SimCity's Empire Has Fallen and Skylines Is Picking Up the Pieces
sarahnaomi writes: Colossal Order's SimCity-like game, Cities: Skylines, sold more than half a million copies in its first week. The first 250,000 of those were sold in the first 24 hours, making it the fastest-selling game its publisher, Paradox Interactive, has ever released.
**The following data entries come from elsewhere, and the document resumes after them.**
use std::path::PathBuf;
use std::sync::Arc;

use crate::accessor::LocalDirectoryAccessor;
use crate::context::LocalContext;
use crate::error::{FileServiceError, Result};
use crate::file::{Directory, File, FileKind, RegularFile};
use crate::path::Path;

/// Uniform interface over the directory substrate, implemented locally
/// (`LocalFileService`) and over HTTP (`http_client::HttpFileService`).
///
/// Synchronous by design (spec §5): every implementation blocks the
/// calling thread rather than returning a future, so a single trait
/// object works for both the FUSE bridge and the HTTP server edge without
/// either one needing an async runtime of its own.
pub trait FileService: Send + Sync {
    fn get_file(&self, path: &Path) -> Result<File>;
    fn get_directory(&self, path: &Path) -> Result<Arc<Directory>>;
    fn get_regular_file(&self, path: &Path) -> Result<RegularFile>;
    fn create_directory(&self, path: &Path) -> Result<Arc<Directory>>;
    fn create_regular_file(&self, path: &Path, mode: u32, data: &[u8]) -> Result<RegularFile>;
    fn list_files(&self, path: &Path) -> Result<Vec<File>>;
}

/// Type-checking helpers shared by every `FileService` implementation,
/// grounded on `original_source/src/file/FileService.cpp`'s
/// `getDirectory`/`getRegularFile` wrappers around `getFile`.
pub fn as_directory(file: File, path: &Path) -> Result<Arc<Directory>> {
    match file {
        File::Directory(d) => Ok(d),
        File::Regular(_) => Err(FileServiceError::NotADirectory { path: path.to_string() }),
    }
}

pub fn as_regular_file(file: File, path: &Path) -> Result<RegularFile> {
    match file {
        File::Regular(r) => Ok(r),
        File::Directory(_) => Err(FileServiceError::IsADirectory { path: path.to_string() }),
    }
}

/// The local, on-disk implementation. Walks from the context's root,
/// consulting the directory cache at each level before touching the
/// filesystem, exactly as `LocalFileService::getFile` does in the
/// original.
pub struct LocalFileService {
    context: Arc<LocalContext>,
}

impl LocalFileService {
    pub fn new(context_name: impl Into<String>, root: impl Into<PathBuf>) -> Self {
        LocalFileService { context: Arc::new(LocalContext::new(context_name, root)) }
    }

    pub fn context(&self) -> &Arc<LocalContext> {
        &self.context
    }

    fn root_fs_path(&self) -> PathBuf {
        self.context.root.clone()
    }

    fn directory_at(&self, path: &Path) -> Result<Arc<Directory>> {
        if let Some(cached) = self.context.cache.get(path) {
            return Ok(cached);
        }
        self.context.cache.get_or_insert_with(path, || {
            let mut fs_path = self.root_fs_path();
            for component in path.components() {
                fs_path.push(component);
            }
            let meta = crate::file::FileMeta {
                path: path.clone(),
                kind: FileKind::Directory,
                mode: 0o755,
                mtime: 0,
            };
            let accessor = LocalDirectoryAccessor::new(fs_path, path.clone())?;
            Ok(Directory::new(meta, accessor))
        })
    }
}

impl FileService for LocalFileService {
    fn get_file(&self, path: &Path) -> Result<File> {
        if path.is_root() {
            return Ok(File::Directory(self.directory_at(path)?));
        }
        let parent = path.dirname();
        let parent_dir = self.directory_at(&parent)?;
        let accessor = parent_dir.accessor.lock().unwrap();
        match accessor.get_child_kind(path.basename())? {
            Some(FileKind::Directory) => {
                drop(accessor);
                Ok(File::Directory(self.directory_at(path)?))
            }
            Some(FileKind::Regular) => Ok(File::Regular(accessor.get_regular_file(&parent, path.basename())?)),
            None => Err(FileServiceError::NotFound { path: path.to_string() }),
        }
    }

    fn get_directory(&self, path: &Path) -> Result<Arc<Directory>> {
        as_directory(self.get_file(path)?, path)
    }

    fn get_regular_file(&self, path: &Path) -> Result<RegularFile> {
        as_regular_file(self.get_file(path)?, path)
    }

    fn create_directory(&self, path: &Path) -> Result<Arc<Directory>> {
        if path.is_root() {
            return Err(FileServiceError::AlreadyExists { path: path.to_string() });
        }
        let parent_dir = self.directory_at(&path.dirname())?;
        parent_dir.accessor.lock().unwrap().create_directory(path.basename())?;
        self.directory_at(path)
    }

    fn create_regular_file(&self, path: &Path, mode: u32, data: &[u8]) -> Result<RegularFile> {
        if path.is_root() {
            return Err(FileServiceError::InvalidPath { path: path.to_string() });
        }
        let parent = path.dirname();
        let parent_dir = self.directory_at(&parent)?;
        let accessor = parent_dir.accessor.lock().unwrap();
        accessor.create_regular_file(&self.context.name, &parent, path.basename(), mode, data)
    }

    fn list_files(&self, path: &Path) -> Result<Vec<File>> {
        let dir = self.directory_at(path)?;
        dir.accessor.lock().unwrap().list_files(path)
    }
}

#[cfg(test)]
mod tests {
    use super::*;

    #[test]
    fn create_then_read_a_regular_file_round_trips() {
        let dir = tempfile::tempdir().unwrap();
        let service = LocalFileService::new("alice", dir.path());
        let path = Path::parse("/hello.txt");
        service.create_regular_file(&path, 0o644, b"hi there").unwrap();

        let file = service.get_regular_file(&path).unwrap();
        assert_eq!(file.content().unwrap(), b"hi there");
    }

    #[test]
    fn creating_a_directory_then_a_file_inside_it_works() {
        let dir = tempfile::tempdir().unwrap();
        let service = LocalFileService::new("alice", dir.path());
        service.create_directory(&Path::parse("/sub")).unwrap();
        service
            .create_regular_file(&Path::parse("/sub/a.txt"), 0o644, b"contents")
            .unwrap();

        let listing = service.list_files(&Path::parse("/sub")).unwrap();
        assert_eq!(listing.len(), 1);
    }

    #[test]
    fn get_file_on_a_missing_regular_file_is_not_found() {
        let dir = tempfile::tempdir().unwrap();
        let service = LocalFileService::new("alice", dir.path());
        let err = service.get_file(&Path::parse("/nope.txt")).unwrap_err();
        assert!(err.is_not_found());
    }

    #[test]
    fn creating_a_file_that_already_exists_is_rejected() {
        let dir = tempfile::tempdir().unwrap();
        let service = LocalFileService::new("alice", dir.path());
        let path = Path::parse("/a.txt");
        service.create_regular_file(&path, 0o644, b"one").unwrap();
        let err = service.create_regular_file(&path, 0o644, b"two").unwrap_err();
        assert!(matches!(err, FileServiceError::AlreadyExists { .. }));
    }

    #[test]
    fn two_contexts_can_each_write_their_own_container_in_the_same_directory() {
        let dir = tempfile::tempdir().unwrap();
        let alice = LocalFileService::new("alice", dir.path());
        let bob = LocalFileService::new("bob", dir.path());

        alice.create_regular_file(&Path::parse("/a.txt"), 0o644, b"from alice").unwrap();
        bob.create_regular_file(&Path::parse("/b.txt"), 0o644, b"from bob").unwrap();

        // bob can read alice's file: containers are visible to every peer,
        // only writes are restricted to one's own context.
        assert_eq!(bob.get_regular_file(&Path::parse("/a.txt")).unwrap().content().unwrap(), b"from alice");
        assert_eq!(alice.get_regular_file(&Path::parse("/b.txt")).unwrap().content().unwrap(), b"from bob");
    }
}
Only a week before Skylines was released, game publisher Electronic Arts announced that it was shutting down SimCity developer Maxis' studio in Emeryville, which it acquired in 1997.
"I feel so bad about Maxis closing down," Colossal Order CEO Mariina Hallikainen said. "The older SimCitys were really the inspiration for us to even consider making a city builder." At the same time, Hallikainen admits SimCity's mistakes were Colossal Order's opportunity. "If SimCity was a huge success, which is what we expected, I don't know if Skylines would have ever happened," she said, explaining that it would have been a harder pitch to sell to Paradox if the new SimCity dominated the market.
"I feel so bad about Maxis closing down," Colossal Order CEO Mariina Hallikainen said. "The older SimCitys were really the inspiration for us to even consider making a city builder." At the same time, Hallikainen admits SimCity's mistakes were Colossal Order's opportunity. "If SimCity was a huge success, which is what we expected, I don't know if Skylines would have ever happened," she said, explaining that it would have been a harder pitch to sell to Paradox if the new SimCity dominated the market.
Forced to play online. Not enough server support. Too much DLC. Incredibly overpriced DLC.
Goodbye SimCity, you were great long ago.
That is all.
But why is no one talking about the traffic issues in Skylines?
It really is the SimCity everyone wanted. Shame on EA and Maxis for fooling us with their shoddy game.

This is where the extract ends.